The review will focus on the checks and balances that failed, including increasing DOE and regulatory oversight, as well as areas related to the handling, processing and management of transuranic waste, and the development of the acceptable knowledge package, Stroble said. “It’s actually going to be an integrated team of people from the generator sites along with our office going to each one of the generator sites. In addition to the existing certification program, we’ll be taking a closer look at the things that are going on with transuranic waste before it gets to a certified program,” he said, adding later, “It will be a high-level look at processes and programs and it will be a detailed look at procedures and operations going on at facilities today.”

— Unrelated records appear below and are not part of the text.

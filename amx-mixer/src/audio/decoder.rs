//! Audio decoder using symphonia
//!
//! Decodes staged asset files (MP3, WAV, FLAC, AAC, Vorbis) to interleaved
//! stereo f32 PCM. The source sample rate is preserved; rate conversion is
//! the resampler's job.

use crate::audio::types::{AudioTrack, STEREO};
use amx_common::{Error, Result};
use std::path::Path;
use symphonia::core::audio::SampleBuffer;
use symphonia::core::codecs::{DecoderOptions, CODEC_TYPE_NULL};
use symphonia::core::errors::Error as SymphoniaError;
use symphonia::core::formats::FormatOptions;
use symphonia::core::io::MediaSourceStream;
use symphonia::core::meta::MetadataOptions;
use symphonia::core::probe::Hint;
use tracing::{debug, warn};

/// Simple whole-file audio decoder using symphonia.
pub struct SimpleDecoder;

impl SimpleDecoder {
    /// Decode entire audio file to a stereo [`AudioTrack`].
    ///
    /// # Returns
    /// Track at unity gain holding interleaved stereo samples at the source
    /// sample rate. Mono sources are duplicated to both channels; sources
    /// with more than two channels keep their first two.
    ///
    /// # Errors
    /// [`Error::Decode`] when the file cannot be opened, its format is not
    /// recognised, or no decoder exists for its codec.
    pub fn decode_file(path: &Path) -> Result<AudioTrack> {
        debug!("Decoding entire file: {}", path.display());

        let file = std::fs::File::open(path)
            .map_err(|e| Error::Decode(format!("Failed to open file {}: {}", path.display(), e)))?;

        let mss = MediaSourceStream::new(Box::new(file), Default::default());

        // Extension hint helps the probe with headerless formats
        let mut hint = Hint::new();
        if let Some(ext_str) = path.extension().and_then(|e| e.to_str()) {
            hint.with_extension(ext_str);
        }

        let probed = symphonia::default::get_probe()
            .format(&hint, mss, &FormatOptions::default(), &MetadataOptions::default())
            .map_err(|e| Error::Decode(format!("Failed to probe format: {}", e)))?;

        let mut format = probed.format;

        let track = format
            .tracks()
            .iter()
            .find(|t| t.codec_params.codec != CODEC_TYPE_NULL)
            .ok_or_else(|| Error::Decode("No audio track found".to_string()))?;

        let track_id = track.id;
        let codec_params = track.codec_params.clone();

        let mut sample_rate = codec_params.sample_rate;
        let mut channels = codec_params.channels.map(|c| c.count() as u16);

        let mut decoder = symphonia::default::get_codecs()
            .make(&codec_params, &DecoderOptions::default())
            .map_err(|e| Error::Decode(format!("Failed to create decoder: {}", e)))?;

        let mut samples: Vec<f32> = Vec::new();

        loop {
            let packet = match format.next_packet() {
                Ok(packet) => packet,
                Err(SymphoniaError::IoError(ref e))
                    if e.kind() == std::io::ErrorKind::UnexpectedEof =>
                {
                    debug!("Reached end of file");
                    break;
                }
                Err(e) => {
                    warn!("Error reading packet: {}", e);
                    break;
                }
            };

            if packet.track_id() != track_id {
                continue;
            }

            match decoder.decode(&packet) {
                Ok(decoded) => {
                    let spec = *decoded.spec();
                    sample_rate.get_or_insert(spec.rate);
                    channels.get_or_insert(spec.channels.count() as u16);

                    let mut buf = SampleBuffer::<f32>::new(decoded.capacity() as u64, spec);
                    buf.copy_interleaved_ref(decoded);
                    samples.extend_from_slice(buf.samples());
                }
                Err(SymphoniaError::DecodeError(e)) => {
                    // Corrupt packet; skip it and keep going
                    warn!("Decode error: {}", e);
                    continue;
                }
                Err(e) => {
                    return Err(Error::Decode(format!("Decoder failed: {}", e)));
                }
            }
        }

        let sample_rate =
            sample_rate.ok_or_else(|| Error::Decode("Sample rate not found".to_string()))?;
        let channels =
            channels.ok_or_else(|| Error::Decode("Channel count not found".to_string()))?;

        let stereo = Self::to_stereo(samples, channels)?;

        debug!(
            "Decoded {} frames at {}Hz from {} source channel(s)",
            stereo.len() / STEREO as usize,
            sample_rate,
            channels
        );

        Ok(AudioTrack::new(stereo, sample_rate, STEREO))
    }

    /// Normalise interleaved samples of any channel count to stereo.
    ///
    /// - 1 channel: [M, M, ...] -> [M, M, M, M, ...]
    /// - 2 channels: unchanged
    /// - N > 2 channels: first two channels of every frame
    fn to_stereo(samples: Vec<f32>, channels: u16) -> Result<Vec<f32>> {
        match channels {
            0 => Err(Error::Decode("Source reports zero channels".to_string())),
            1 => Ok(samples.iter().flat_map(|&s| [s, s]).collect()),
            2 => Ok(samples),
            n => Ok(samples
                .chunks_exact(n as usize)
                .flat_map(|frame| [frame[0], frame[1]])
                .collect()),
        }
    }
}
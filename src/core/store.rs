//! Cell store: the per-sheet mapping from cell key to cell record

use std::collections::BTreeMap;

use crate::types::{Cell, CellContent, CellKey, Scalar};

/// Read access to cells by key.
///
/// Resolution and propagation only ever read through this trait, so they can
/// run against the committed store or against a store with a pending write
/// layered on top.
pub trait CellSource {
    fn cell(&self, key: &CellKey) -> Option<&Cell>;
}

#[derive(Debug, Clone, Default, PartialEq)]
pub struct CellStore {
    cells: BTreeMap<CellKey, Cell>,
}

impl CellStore {
    #[must_use]
    pub fn new() -> Self {
        Self::default()
    }

    pub fn get(&self, key: &CellKey) -> Option<&Cell> {
        self.cells.get(key)
    }

    /// Insert or replace the cell at its own key, returning the previous cell
    pub fn insert(&mut self, cell: Cell) -> Option<Cell> {
        self.cells.insert(cell.key(), cell)
    }

    /// Overwrite the cached result of a formula cell.
    /// Returns false if there is no formula cell at `key`.
    pub fn set_resolved(&mut self, key: &CellKey, value: Scalar) -> bool {
        match self.cells.get_mut(key).map(|cell| &mut cell.content) {
            Some(CellContent::Formula { resolved, .. }) => {
                *resolved = value;
                true
            }
            _ => false,
        }
    }

    pub fn len(&self) -> usize {
        self.cells.len()
    }

    pub fn is_empty(&self) -> bool {
        self.cells.is_empty()
    }

    pub fn iter(&self) -> impl Iterator<Item = (&CellKey, &Cell)> {
        self.cells.iter()
    }

    pub fn to_map(&self) -> BTreeMap<CellKey, Cell> {
        self.cells.clone()
    }
}

impl CellSource for CellStore {
    fn cell(&self, key: &CellKey) -> Option<&Cell> {
        self.get(key)
    }
}

/// The committed store with one not-yet-committed cell shadowing its key
pub struct Staged<'a> {
    base: &'a CellStore,
    key: CellKey,
    pending: &'a Cell,
}

impl<'a> Staged<'a> {
    pub fn new(base: &'a CellStore, pending: &'a Cell) -> Self {
        Self {
            base,
            key: pending.key(),
            pending,
        }
    }
}

impl CellSource for Staged<'_> {
    fn cell(&self, key: &CellKey) -> Option<&Cell> {
        if *key == self.key {
            Some(self.pending)
        } else {
            self.base.get(key)
        }
    }
}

Officials Signed Off On Los Alamos Plan
The issues with the suspect drum at WIPP stretches back to a particularly challenging batch of nitrate salt drums at Los Alamos. Remediation of the drums was put off for six months while processing methods were refined. A plan for processing the material underwent numerous revisions before being finalized and signed off on by Carlsbad’s Central Characterization Project and Los Alamos National Laboratory officials in the summer of 2012, followed by a restart of drum remediation that fall. However, the revised plan included a provision calling for workers to “ensure an organic absorbent … is added to the waste material,” a key factor in the combustible mixture in the suspect drum. That was later traced back in part to a note taking error by a technical writer, who jotted down “an organic” instead of “inorganic” in a handwritten revision that was later incorporated into the plan.
The drums with organic absorbent had an “ignitability” characteristic, which should have barred them from disposal in WIPP—an issue not caught by Carlsbad and Los Alamos officials until after the WIPP radiological release. “It wasn’t part of the WIPP design to operate or withstand a waste form that was exhibiting the characteristic of ignitability,” Stroble said. “That wasn’t the intent of the processes that generated that waste or that remediated that waste. The intent was to put it in a more benign characteristic, not create that characteristic, so that’s where those mistakes were made.”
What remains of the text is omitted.